Les prédictions de Yuval Harari ne sont ainsi rien de plus que des croyances. Yuval Harari et avec lui les transhumanistes les plus en vogue présentent sans complexe le transhumanisme comme la religion du futur. Il est intéressant à ce titre que Laurent Alexandre comme Yuval Harari emploient des expressions et termes à connotation très fortement religieuse, par exemple en clamant que, je cite de nouveau les propos de Yuval Harari tirés de son livre Homo deus : Une brève histoire de l’avenir :
«Et ayant sorti l’humanité de la brutalité des luttes pour la survie, nous allons chercher à hisser les hommes au rang de dieux, à transformer Homo sapiens en Homo deus [13].» (C’est moi qui souligne en gras.)
Yuval Harari.
Il poursuit, sur la même ligne, en arguant que le vide spirituel sera comblé par le « dataïsme », c’est-à-dire la religion des données, dont le postulat est que « l’univers consiste en un flux de données [14] », et que la valeur de chaque phénomène ou entité est déterminée par « sa contribution au traitement des données [15] ».

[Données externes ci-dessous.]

//! DevEvent API library
//!
//! Events, their bookings and the HTTP API that exposes them.

use std::sync::Arc;

use axum::{extract::DefaultBodyLimit, Router};

pub mod api;
pub mod config;
pub mod db;
pub mod middleware;
pub mod models;
pub mod services;
pub mod utils;

pub use config::AppConfig;
pub use db::DbPool;

use db::{SqliteBookingStore, SqliteEventStore};
use middleware::RateLimitState;
use services::{BookingService, EventService, ImageStore};

/// Application state shared across handlers
#[derive(Clone)]
pub struct AppState {
    /// Application configuration
    pub config: Arc<AppConfig>,
    /// Database connection pool
    pub db: DbPool,
    pub events: EventService,
    pub bookings: BookingService,
    /// Image host; event creation is refused without one
    pub images: Option<Arc<dyn ImageStore>>,
}

impl AppState {
    /// Wire the SQLite stores and services over `db`
    pub fn new(config: AppConfig, db: DbPool, images: Option<Arc<dyn ImageStore>>) -> Self {
        let event_store = Arc::new(SqliteEventStore::new(db.clone()));
        let booking_store = Arc::new(SqliteBookingStore::new(db.clone()));

        Self {
            config: Arc::new(config),
            db,
            events: EventService::new(event_store.clone()),
            bookings: BookingService::new(booking_store, event_store),
            images,
        }
    }
}

/// Build the `/api/v1` router.
///
/// Event and booking routes are rate limited when a limiter is given;
/// health routes never are.
pub fn build_router(state: AppState, rate_limit: Option<RateLimitState>) -> Router {
    let mut resources = api::resource_routes()
        .layer(DefaultBodyLimit::max(state.config.max_upload_bytes()));

    if let Some(rate_limit) = rate_limit {
        resources = resources.layer(axum::middleware::from_fn_with_state(
            rate_limit,
            middleware::rate_limit_middleware,
        ));
    }

    Router::new()
        .nest("/api/v1", api::public_routes().merge(resources))
        .with_state(state)
}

En fait, les idées de Yuval Harari développées et vulgarisées dans ses ouvrages dont Homo deus se résument à une seule idée maîtresse, une seule prémisse de départ sur laquelle va se construire toute sa pensée et de laquelle découlent toutes ses orientations idéologiques. Il n’hésite pas à marteler ce principe de base dans ses ouvrages, mais également et surtout dans ses conférences publiques.
Cette prémisse ou ce présupposé fondamental concerne la source d’autorité suprême et est le suivant : la source d’autorité ultime est passée aujourd’hui du ciel (il nomme Dieu, les dieux, le pape, les prêtres, rabbins et pasteurs et la Bible) à la terre, c’est-à-dire à l’homme. Il prône donc un humanisme radical et absolu où l’homme n’a plus à se référer à des commandements divins ni à des absolus extérieurs à lui-même, mais doit se prendre comme la seule norme, avec ses émotions et ses sentiments lui disant ce que sont le bien et le mal. C’est donc un subjectivisme relativiste absolutisé. Voilà donc son principe directeur qui fonde sa vision du monde et toute sa cosmologie. Il écrit dans son livre Homo deus :
« Les humains sont donc eux-mêmes la source de toute vérité [16]. »
Yuval Harari.
Toujours dans ce livre, il signale bien, dans le cas où le lecteur ne le saurait pas encore, que « l’humanisme est devenu la religion universelle dominante » (c’est moi qui souligne en gras). C’est précisément ce qui permettra la transmutation de cet humanisme en une nouvelle religion transhumaniste. Il ne s’agira que d’une évolution techniciste dans le pur prolongement logique et inéluctable de la vision transformiste.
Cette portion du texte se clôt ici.